• _Task details_:
Note how many lines in the entries below contain the string "true", and answer with that number and no other text.

◇ ◇ ◇ ◇

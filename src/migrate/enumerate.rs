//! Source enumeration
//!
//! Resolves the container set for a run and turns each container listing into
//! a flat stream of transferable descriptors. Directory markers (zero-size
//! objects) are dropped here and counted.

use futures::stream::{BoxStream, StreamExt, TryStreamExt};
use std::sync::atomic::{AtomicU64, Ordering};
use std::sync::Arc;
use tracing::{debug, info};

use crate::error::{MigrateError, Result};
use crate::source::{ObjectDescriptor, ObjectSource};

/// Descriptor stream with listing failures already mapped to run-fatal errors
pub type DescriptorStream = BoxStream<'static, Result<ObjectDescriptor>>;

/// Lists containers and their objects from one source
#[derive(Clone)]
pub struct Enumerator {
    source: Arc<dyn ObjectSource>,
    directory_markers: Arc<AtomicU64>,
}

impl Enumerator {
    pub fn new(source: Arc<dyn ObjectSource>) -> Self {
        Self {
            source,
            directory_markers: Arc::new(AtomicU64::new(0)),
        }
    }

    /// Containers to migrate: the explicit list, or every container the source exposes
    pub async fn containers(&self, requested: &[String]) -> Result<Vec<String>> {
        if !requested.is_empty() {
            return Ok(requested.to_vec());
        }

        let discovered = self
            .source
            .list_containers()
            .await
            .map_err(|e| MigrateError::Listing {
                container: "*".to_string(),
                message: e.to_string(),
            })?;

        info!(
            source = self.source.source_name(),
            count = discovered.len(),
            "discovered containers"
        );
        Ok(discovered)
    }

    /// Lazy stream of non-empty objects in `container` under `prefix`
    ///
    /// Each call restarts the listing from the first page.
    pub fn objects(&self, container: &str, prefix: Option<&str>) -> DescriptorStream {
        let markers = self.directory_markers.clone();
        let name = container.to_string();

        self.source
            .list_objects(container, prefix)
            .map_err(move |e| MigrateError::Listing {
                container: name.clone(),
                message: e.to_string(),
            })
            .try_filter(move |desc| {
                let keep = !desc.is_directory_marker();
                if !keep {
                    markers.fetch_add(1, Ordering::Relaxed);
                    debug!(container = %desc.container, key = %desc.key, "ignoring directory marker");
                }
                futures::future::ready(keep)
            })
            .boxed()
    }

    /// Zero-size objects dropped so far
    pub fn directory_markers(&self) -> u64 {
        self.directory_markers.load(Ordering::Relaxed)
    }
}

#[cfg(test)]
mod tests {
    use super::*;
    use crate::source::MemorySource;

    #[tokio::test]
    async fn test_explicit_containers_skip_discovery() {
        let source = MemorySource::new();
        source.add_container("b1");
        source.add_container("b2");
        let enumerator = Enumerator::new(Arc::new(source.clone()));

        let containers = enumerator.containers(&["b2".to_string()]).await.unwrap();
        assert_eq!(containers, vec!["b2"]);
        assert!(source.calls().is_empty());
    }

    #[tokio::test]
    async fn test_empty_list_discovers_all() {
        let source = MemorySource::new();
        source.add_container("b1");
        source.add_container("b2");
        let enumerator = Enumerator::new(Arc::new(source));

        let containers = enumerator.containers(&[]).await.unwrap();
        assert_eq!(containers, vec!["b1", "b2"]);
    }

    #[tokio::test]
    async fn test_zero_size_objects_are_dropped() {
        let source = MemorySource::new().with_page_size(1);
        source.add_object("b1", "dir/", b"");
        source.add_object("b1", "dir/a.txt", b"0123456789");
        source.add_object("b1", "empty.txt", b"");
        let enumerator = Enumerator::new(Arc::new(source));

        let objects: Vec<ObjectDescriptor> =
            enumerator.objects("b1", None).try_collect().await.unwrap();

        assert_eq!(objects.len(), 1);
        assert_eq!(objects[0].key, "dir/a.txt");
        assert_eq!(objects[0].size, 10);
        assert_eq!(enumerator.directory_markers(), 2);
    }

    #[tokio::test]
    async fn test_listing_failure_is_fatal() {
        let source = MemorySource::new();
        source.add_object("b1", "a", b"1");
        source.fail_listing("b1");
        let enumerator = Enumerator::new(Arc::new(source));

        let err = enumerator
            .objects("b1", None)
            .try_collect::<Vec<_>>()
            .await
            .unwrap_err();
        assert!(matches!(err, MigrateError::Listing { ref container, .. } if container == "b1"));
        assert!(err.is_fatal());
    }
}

◇ ◇ ◇ ◇

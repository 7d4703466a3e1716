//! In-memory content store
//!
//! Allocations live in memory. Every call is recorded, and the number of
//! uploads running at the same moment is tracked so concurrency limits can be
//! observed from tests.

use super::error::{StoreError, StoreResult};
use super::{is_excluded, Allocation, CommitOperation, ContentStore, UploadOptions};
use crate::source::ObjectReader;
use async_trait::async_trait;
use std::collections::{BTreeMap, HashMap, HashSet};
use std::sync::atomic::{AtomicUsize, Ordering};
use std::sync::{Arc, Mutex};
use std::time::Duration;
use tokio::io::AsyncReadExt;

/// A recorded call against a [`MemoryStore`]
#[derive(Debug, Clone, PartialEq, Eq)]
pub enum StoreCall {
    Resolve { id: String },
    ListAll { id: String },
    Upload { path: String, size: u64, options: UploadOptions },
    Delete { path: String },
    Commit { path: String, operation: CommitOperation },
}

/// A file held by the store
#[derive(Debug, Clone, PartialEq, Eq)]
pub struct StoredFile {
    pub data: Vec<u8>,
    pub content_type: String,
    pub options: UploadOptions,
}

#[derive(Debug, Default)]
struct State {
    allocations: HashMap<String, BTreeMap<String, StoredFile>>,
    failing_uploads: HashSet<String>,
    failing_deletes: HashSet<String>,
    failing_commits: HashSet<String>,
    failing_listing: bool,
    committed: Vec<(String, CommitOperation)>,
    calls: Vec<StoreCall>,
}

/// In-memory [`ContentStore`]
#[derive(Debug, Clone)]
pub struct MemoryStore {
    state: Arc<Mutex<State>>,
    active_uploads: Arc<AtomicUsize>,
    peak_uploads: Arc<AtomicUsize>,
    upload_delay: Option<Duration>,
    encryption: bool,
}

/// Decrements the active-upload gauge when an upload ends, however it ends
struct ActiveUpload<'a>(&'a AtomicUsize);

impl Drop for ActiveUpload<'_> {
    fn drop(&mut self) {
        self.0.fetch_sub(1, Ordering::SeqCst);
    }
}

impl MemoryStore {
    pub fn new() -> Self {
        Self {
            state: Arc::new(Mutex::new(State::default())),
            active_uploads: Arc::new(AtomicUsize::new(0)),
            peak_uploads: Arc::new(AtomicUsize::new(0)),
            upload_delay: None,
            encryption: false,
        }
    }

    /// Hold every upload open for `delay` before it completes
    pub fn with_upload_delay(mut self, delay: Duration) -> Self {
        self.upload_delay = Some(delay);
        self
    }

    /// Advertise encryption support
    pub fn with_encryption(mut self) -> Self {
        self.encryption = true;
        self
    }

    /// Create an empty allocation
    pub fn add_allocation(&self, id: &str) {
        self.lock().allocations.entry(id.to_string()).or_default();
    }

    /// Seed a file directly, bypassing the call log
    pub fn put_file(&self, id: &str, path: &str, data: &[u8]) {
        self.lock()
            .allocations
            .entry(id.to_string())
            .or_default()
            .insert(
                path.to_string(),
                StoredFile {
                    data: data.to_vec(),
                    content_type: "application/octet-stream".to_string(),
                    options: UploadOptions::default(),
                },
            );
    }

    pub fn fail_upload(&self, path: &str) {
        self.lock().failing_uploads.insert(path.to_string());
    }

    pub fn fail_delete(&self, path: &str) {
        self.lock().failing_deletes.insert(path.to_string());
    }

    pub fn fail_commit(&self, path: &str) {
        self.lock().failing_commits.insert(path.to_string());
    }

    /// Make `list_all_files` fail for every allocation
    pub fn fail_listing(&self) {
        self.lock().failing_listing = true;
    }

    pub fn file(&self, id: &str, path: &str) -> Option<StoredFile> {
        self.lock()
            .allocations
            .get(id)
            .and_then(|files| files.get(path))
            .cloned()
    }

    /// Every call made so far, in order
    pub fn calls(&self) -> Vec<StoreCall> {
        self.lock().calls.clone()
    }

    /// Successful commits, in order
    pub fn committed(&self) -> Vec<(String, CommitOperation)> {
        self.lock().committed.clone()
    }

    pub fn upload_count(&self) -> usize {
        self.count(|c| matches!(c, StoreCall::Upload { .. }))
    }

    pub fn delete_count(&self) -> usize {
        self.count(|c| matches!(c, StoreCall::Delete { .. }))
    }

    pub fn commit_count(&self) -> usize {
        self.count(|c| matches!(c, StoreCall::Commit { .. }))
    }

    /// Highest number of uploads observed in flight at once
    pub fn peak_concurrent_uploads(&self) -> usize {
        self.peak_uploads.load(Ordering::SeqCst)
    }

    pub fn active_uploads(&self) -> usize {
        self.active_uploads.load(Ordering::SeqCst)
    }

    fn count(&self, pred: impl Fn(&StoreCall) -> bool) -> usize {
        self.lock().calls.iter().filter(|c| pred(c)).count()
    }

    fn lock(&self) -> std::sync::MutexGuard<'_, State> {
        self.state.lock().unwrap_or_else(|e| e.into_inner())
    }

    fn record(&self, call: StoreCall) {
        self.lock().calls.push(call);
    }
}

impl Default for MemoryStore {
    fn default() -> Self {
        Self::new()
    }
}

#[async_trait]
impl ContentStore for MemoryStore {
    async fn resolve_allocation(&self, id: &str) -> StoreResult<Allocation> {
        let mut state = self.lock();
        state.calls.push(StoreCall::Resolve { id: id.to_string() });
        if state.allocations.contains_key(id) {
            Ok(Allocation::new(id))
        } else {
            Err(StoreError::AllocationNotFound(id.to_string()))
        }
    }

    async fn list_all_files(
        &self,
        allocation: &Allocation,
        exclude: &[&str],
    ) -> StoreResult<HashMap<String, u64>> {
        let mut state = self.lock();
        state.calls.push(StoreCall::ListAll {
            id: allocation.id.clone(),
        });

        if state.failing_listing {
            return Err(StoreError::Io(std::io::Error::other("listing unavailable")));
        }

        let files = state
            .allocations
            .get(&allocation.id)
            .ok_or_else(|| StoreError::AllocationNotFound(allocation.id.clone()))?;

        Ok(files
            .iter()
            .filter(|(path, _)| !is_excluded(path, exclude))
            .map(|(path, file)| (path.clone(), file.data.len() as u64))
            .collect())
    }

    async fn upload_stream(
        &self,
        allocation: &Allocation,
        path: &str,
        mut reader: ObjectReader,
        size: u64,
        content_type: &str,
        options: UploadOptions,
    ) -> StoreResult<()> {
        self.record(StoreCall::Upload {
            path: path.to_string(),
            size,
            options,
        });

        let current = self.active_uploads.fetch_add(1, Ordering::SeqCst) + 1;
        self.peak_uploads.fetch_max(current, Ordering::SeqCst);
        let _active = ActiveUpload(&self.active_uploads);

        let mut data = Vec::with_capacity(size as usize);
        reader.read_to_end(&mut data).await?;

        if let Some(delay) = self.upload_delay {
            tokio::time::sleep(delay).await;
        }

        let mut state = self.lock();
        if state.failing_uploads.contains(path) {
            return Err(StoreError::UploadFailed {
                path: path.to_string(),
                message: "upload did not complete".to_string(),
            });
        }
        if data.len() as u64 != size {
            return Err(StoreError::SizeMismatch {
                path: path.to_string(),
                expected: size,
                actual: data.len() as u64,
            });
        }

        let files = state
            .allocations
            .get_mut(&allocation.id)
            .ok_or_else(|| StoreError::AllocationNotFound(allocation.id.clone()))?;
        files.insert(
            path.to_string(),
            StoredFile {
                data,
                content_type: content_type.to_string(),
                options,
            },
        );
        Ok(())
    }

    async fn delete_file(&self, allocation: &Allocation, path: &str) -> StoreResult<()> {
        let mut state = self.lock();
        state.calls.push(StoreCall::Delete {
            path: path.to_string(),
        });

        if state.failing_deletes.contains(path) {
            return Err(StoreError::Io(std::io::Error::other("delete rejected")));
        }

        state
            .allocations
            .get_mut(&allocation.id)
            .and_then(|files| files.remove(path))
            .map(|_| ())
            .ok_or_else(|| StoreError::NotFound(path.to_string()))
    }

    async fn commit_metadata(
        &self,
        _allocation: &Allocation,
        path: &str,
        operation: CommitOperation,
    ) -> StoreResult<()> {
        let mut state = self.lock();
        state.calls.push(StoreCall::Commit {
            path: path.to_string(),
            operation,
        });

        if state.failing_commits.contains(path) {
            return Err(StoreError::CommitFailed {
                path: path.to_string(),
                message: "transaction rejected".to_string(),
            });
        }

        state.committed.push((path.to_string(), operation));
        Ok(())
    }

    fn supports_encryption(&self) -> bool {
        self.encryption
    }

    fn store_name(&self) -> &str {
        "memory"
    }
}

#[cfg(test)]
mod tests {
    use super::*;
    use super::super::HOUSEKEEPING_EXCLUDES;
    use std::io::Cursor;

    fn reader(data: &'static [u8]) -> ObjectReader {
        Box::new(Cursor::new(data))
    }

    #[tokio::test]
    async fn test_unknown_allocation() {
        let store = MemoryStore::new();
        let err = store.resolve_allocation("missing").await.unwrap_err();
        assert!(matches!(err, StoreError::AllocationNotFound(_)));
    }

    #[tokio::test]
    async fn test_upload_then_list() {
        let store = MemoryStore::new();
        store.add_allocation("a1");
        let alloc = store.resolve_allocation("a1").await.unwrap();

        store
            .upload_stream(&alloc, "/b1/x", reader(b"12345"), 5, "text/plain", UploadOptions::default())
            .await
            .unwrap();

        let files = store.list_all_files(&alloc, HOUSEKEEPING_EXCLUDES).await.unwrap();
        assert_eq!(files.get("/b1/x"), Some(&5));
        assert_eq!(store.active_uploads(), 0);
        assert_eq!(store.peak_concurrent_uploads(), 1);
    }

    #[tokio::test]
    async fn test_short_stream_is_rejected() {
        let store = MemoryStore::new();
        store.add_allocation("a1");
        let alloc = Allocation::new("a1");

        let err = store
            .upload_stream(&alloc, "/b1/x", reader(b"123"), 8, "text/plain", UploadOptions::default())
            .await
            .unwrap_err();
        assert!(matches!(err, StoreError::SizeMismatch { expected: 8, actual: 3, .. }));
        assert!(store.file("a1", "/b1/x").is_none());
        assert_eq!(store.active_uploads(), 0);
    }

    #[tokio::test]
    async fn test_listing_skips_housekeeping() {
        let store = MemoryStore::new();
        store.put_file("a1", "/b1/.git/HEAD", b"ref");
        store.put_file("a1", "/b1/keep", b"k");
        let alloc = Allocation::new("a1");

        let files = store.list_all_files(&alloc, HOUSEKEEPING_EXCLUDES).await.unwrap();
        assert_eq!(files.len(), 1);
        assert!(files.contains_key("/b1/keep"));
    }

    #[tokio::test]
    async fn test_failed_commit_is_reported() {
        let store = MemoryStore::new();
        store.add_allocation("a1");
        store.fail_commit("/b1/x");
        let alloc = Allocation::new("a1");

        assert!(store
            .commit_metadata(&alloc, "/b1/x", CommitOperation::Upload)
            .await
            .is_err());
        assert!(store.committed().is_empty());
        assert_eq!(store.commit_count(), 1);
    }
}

◇ ◇ ◇ ◇

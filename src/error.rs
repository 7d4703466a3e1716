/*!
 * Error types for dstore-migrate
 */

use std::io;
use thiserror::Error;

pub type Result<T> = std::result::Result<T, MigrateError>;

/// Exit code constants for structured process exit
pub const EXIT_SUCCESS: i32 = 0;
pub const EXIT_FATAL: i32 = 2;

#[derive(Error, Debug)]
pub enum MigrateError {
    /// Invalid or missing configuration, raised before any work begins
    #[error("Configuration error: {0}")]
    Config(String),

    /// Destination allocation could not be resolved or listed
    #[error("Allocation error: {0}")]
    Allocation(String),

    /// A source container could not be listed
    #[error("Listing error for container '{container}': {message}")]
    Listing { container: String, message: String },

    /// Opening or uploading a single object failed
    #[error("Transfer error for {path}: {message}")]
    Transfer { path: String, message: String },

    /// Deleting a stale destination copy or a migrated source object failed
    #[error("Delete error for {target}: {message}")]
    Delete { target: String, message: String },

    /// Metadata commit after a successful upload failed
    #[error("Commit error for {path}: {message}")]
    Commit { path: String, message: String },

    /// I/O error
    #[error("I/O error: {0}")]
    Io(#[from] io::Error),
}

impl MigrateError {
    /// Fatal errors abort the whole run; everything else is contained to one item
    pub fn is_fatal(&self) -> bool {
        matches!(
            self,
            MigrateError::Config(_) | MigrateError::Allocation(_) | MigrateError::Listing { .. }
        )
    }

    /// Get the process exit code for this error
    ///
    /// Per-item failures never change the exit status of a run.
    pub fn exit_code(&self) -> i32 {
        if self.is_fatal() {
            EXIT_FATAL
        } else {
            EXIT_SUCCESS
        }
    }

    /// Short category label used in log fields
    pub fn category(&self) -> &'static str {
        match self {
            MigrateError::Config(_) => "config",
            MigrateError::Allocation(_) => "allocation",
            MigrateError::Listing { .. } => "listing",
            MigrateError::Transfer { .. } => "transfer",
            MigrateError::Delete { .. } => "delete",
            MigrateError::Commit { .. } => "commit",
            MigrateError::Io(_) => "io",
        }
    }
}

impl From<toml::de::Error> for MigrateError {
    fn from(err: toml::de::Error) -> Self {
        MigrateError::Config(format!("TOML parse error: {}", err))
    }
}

◇ ◇ ◇ ◇

• _Response to this task_:
2